While the current outbreak seems to be waning, there is always the possibility of resurgence. The apparition of a new epicenter in any of the affected countries could be due to a mutated variant of the original Makona or because of the introduction of an unrelated virus. In both scenarios, rapid identification of the virus as well as full genome sequencing will be vital for understanding what threat the international community is facing. Future outbreaks are also to be considered, opening the discussion of how new Ebola variants may affect current and future vaccines and therapies. Broader protective and curative options will need to be considered as new variants keep emerging.
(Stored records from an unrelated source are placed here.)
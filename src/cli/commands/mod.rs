pub mod adjust;
pub mod attendance;
pub mod backup;
pub mod config;
pub mod db;
pub mod init;
pub mod log;
pub mod report;
pub mod schedule;
pub mod setting;
pub mod user;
The discovery of a new filovirus in 2011 [73] is a reminder that this family of viruses still has a few tricks up its sleeve, and that targeted therapeutics and vaccines may not be enough in the eventuality that a new virus or variant ever spreads in humans. Alternatively, the current outbreak has not led to the emergence of a significantly divergent virus with obvious new characteristics, despite the extraordinary number of passages in thousands of humans. Taken together, these observations point at a relatively stable evolution of an emerging Ebola virus variant in the human population during the current West African outbreak.